Court Strikes Down the South African Fracking Regulations

On 4 July 2019, the South African Supreme Court of Appeal struck down the legal regulations that regulated hydraulic fracturing (fracking). It found that the Minister of Mineral Resources had exceeded their powers when promulgating the Regulations for Petroleum Exploration and Production 2015, finding that the power to regulate the environmental aspects of fracking lay exclusively with the Minister of Environmental Affairs.

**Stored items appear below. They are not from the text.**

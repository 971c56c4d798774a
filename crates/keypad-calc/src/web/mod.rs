//! Web frontend
//!
//! [`CalculatorPage`] reproduces the page wiring over a mock DOM so it can
//! be exercised natively. The `wasm` feature adds the real browser
//! bindings.

#[cfg(feature = "wasm")]
mod browser;
mod dom;
mod page;

#[cfg(feature = "wasm")]
pub use browser::BrowserCalculator;
pub use dom::{DomElement, DomEvent, MockDom};
pub use page::{CalculatorPage, CURRENT_OPERAND_ID, PRESSED_CLASS, PREVIOUS_OPERAND_ID};
//! Log subscriber setup for the binary
//!
//! The terminal UI owns stdout/stderr while it runs, so interactive
//! sessions log to a file or not at all. `eval` logs to stderr.

use std::fs::OpenOptions;
use std::path::Path;
use std::sync::Mutex;

use tracing_subscriber::EnvFilter;

use crate::config::Verbosity;
use crate::error::{CalcError, CalcResult};

/// Where log events go
#[derive(Debug, Clone, Copy, PartialEq, Eq)]
pub enum LogTarget<'a> {
    /// Standard error
    Stderr,
    /// Append to a file
    File(&'a Path),
    /// Discard everything
    Disabled,
}

/// Builds the filter: `RUST_LOG` when set, the verbosity level otherwise
#[must_use]
pub fn env_filter(verbosity: Verbosity) -> EnvFilter {
    EnvFilter::try_from_default_env()
        .unwrap_or_else(|_| EnvFilter::new(verbosity.filter_directive()))
}

/// Installs the global subscriber
///
/// # Errors
///
/// Returns an error if the log file cannot be opened or a subscriber is
/// already installed.
pub fn init(verbosity: Verbosity, target: LogTarget<'_>) -> CalcResult<()> {
    let builder = tracing_subscriber::fmt().with_env_filter(env_filter(verbosity));

    let installed = match target {
        LogTarget::Disabled => return Ok(()),
        LogTarget::Stderr => builder.with_writer(std::io::stderr).try_init(),
        LogTarget::File(path) => {
            let file = OpenOptions::new().create(true).append(true).open(path)?;
            builder
                .with_ansi(false)
                .with_writer(Mutex::new(file))
                .try_init()
        }
    };

    installed.map_err(|e| CalcError::config(format!("logging: {e}")))
}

Various farmers’ and non-profit organisations argued that the Minerals Minister had exceeded their power in attempting to regulate the process followed when applying for an environmental authorisation for fracking. They argued that the Minerals Minister may have had this power in the past, but that the amendments to the mining and environmental legislation in 2013 that created the “One Environmental System” had stripped the Minerals Minister of all power to regulate environmental aspects relating to prospecting, mining, exploration and production, and had transferred this power to the Environmental Minister. They argued that the Minerals Minister had accordingly acted outside their power (ultra vires) when passing the Petroleum Regulations.

In turn, the two Ministers’ argued that the Minerals Minister was still empowered to enact the regulations, albeit now by the Environmental Impact Assessment Regulations 2014, which the Environment Minister had promulgated. This argument was ultimately rejected by the court.

The court considered two questions. First, did the Petroleum Regulations violate the principle of legality? Namely, did the Minerals Minister exceed their power when promulgating the Petroleum Regulations?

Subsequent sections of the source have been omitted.